Start of Source records

//! Error kinds shared by the ingestion and query paths.
//!
//! Every component returns [`Result`]. The variants map one-to-one onto the
//! failure classes callers need to tell apart: client mistakes
//! ([`Error::NotFound`], [`Error::InvalidInput`], [`Error::NoContent`]) and
//! upstream trouble ([`Error::UpstreamRateLimited`], [`Error::UpstreamFailure`]).
//!
//! Only [`Error::UpstreamRateLimited`] is ever retried, and only inside the
//! batch embedding client.

use thiserror::Error;

/// Library-wide result alias.
pub type Result<T> = std::result::Result<T, Error>;

#[derive(Debug, Error)]
pub enum Error {
    /// An assistant, document or session referenced by id does not exist.
    #[error("{0} not found")]
    NotFound(String),

    /// Missing field, malformed URL, oversized or wrong-type upload.
    #[error("invalid input: {0}")]
    InvalidInput(String),

    /// The upstream provider kept answering 429 after the retry budget.
    #[error("upstream rate limited: {0}")]
    UpstreamRateLimited(String),

    /// Embedding, vector index or generation service failure.
    #[error("upstream failure: {0}")]
    UpstreamFailure(String),

    /// Chunking or loading produced nothing usable.
    #[error("no content: {0}")]
    NoContent(String),

    /// Relational store failure.
    #[error("storage error: {0}")]
    Storage(#[from] sqlx::Error),
}

impl Error {
    pub fn not_found(what: impl Into<String>) -> Self {
        Error::NotFound(what.into())
    }

    pub fn invalid(message: impl Into<String>) -> Self {
        Error::InvalidInput(message.into())
    }

    pub fn upstream(message: impl Into<String>) -> Self {
        Error::UpstreamFailure(message.into())
    }

    /// True for errors caused by the caller rather than by an upstream service.
    pub fn is_client_error(&self) -> bool {
        matches!(
            self,
            Error::NotFound(_) | Error::InvalidInput(_) | Error::NoContent(_)
        )
    }

    pub fn is_rate_limited(&self) -> bool {
        matches!(self, Error::UpstreamRateLimited(_))
    }
}

/// Pass successful responses through; turn 429 into
/// [`Error::UpstreamRateLimited`] and every other status into
/// [`Error::UpstreamFailure`], keeping the response body for the message.
pub(crate) async fn check_status(
    response: reqwest::Response,
    service: &str,
) -> Result<reqwest::Response> {
    let status = response.status();
    if status.is_success() {
        return Ok(response);
    }

    let body = response.text().await.unwrap_or_default();
    let message = format!("{} error {}: {}", service, status, body);
    if status == reqwest::StatusCode::TOO_MANY_REQUESTS {
        Err(Error::UpstreamRateLimited(message))
    } else {
        Err(Error::UpstreamFailure(message))
    }
}

impl From<reqwest::Error> for Error {
    fn from(e: reqwest::Error) -> Self {
        Error::UpstreamFailure(e.to_string())
    }
}

impl From<serde_json::Error> for Error {
    fn from(e: serde_json::Error) -> Self {
        Error::UpstreamFailure(format!("malformed response: {}", e))
    }
}
use anyhow::Result;
use sqlx::SqlitePool;

use crate::config::AssistantSeed;
use crate::models::Assistant;
use crate::store::Store;

pub async fn run_migrations(pool: &SqlitePool) -> Result<()> {
    sqlx::query(
        r#"
        CREATE TABLE IF NOT EXISTS assistants (
            id TEXT PRIMARY KEY,
            name TEXT NOT NULL,
            description TEXT NOT NULL DEFAULT '',
            system_prompt TEXT NOT NULL,
            created_at INTEGER NOT NULL
        )
        "#,
    )
    .execute(pool)
    .await?;

    sqlx::query(
        r#"
        CREATE TABLE IF NOT EXISTS documents (
            id TEXT PRIMARY KEY,
            assistant_id TEXT NOT NULL,
            file_name TEXT NOT NULL,
            source_kind TEXT NOT NULL,
            source_url TEXT,
            mime_type TEXT,
            file_size INTEGER,
            original_text TEXT NOT NULL,
            chunks INTEGER NOT NULL DEFAULT 0,
            status TEXT NOT NULL DEFAULT 'processing',
            uploaded_at INTEGER NOT NULL,
            FOREIGN KEY (assistant_id) REFERENCES assistants(id)
        )
        "#,
    )
    .execute(pool)
    .await?;

    sqlx::query(
        r#"
        CREATE TABLE IF NOT EXISTS chat_sessions (
            session_id TEXT PRIMARY KEY,
            assistant_id TEXT NOT NULL,
            created_at INTEGER NOT NULL,
            updated_at INTEGER NOT NULL,
            FOREIGN KEY (assistant_id) REFERENCES assistants(id)
        )
        "#,
    )
    .execute(pool)
    .await?;

    // rowid breaks ties between messages written in the same millisecond.
    sqlx::query(
        r#"
        CREATE TABLE IF NOT EXISTS messages (
            id TEXT PRIMARY KEY,
            session_id TEXT NOT NULL,
            role TEXT NOT NULL,
            content TEXT NOT NULL,
            retrieved_passages_json TEXT,
            created_at INTEGER NOT NULL,
            FOREIGN KEY (session_id) REFERENCES chat_sessions(session_id)
        )
        "#,
    )
    .execute(pool)
    .await?;

    sqlx::query("CREATE INDEX IF NOT EXISTS idx_documents_assistant ON documents(assistant_id, uploaded_at DESC)")
        .execute(pool)
        .await?;
    sqlx::query("CREATE INDEX IF NOT EXISTS idx_sessions_assistant ON chat_sessions(assistant_id, updated_at DESC)")
        .execute(pool)
        .await?;
    sqlx::query("CREATE INDEX IF NOT EXISTS idx_messages_session ON messages(session_id, created_at)")
        .execute(pool)
        .await?;

    Ok(())
}

/// Insert or refresh the configured assistants. Existing rows keep their
/// `created_at`.
pub async fn seed_assistants(store: &dyn Store, seeds: &[AssistantSeed]) -> Result<usize> {
    let now = chrono::Utc::now().timestamp_millis();
    for seed in seeds {
        let assistant = Assistant {
            id: seed.id.clone(),
            name: seed.name.clone(),
            description: seed.description.clone(),
            system_prompt: seed.system_prompt.clone(),
            created_at: now,
        };
        store.upsert_assistant(&assistant).await?;
        tracing::info!(assistant = %seed.id, "seeded assistant");
    }
    Ok(seeds.len())
}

End of Source records

## Exercise objective
Would you restate, word for word, every line of the listing from its first line through the line with "only inside the"?

## Response to this task
//! Error kinds shared by the ingestion and query paths.
//!
//! Every component returns [`Result`]. The variants map one-to-one onto the
//! failure classes callers need to tell apart: client mistakes
//! ([`Error::NotFound`], [`Error::InvalidInput`], [`Error::NoContent`]) and
//! upstream trouble ([`Error::UpstreamRateLimited`], [`Error::UpstreamFailure`]).
//!
//! Only [`Error::UpstreamRateLimited`] is ever retried, and only inside the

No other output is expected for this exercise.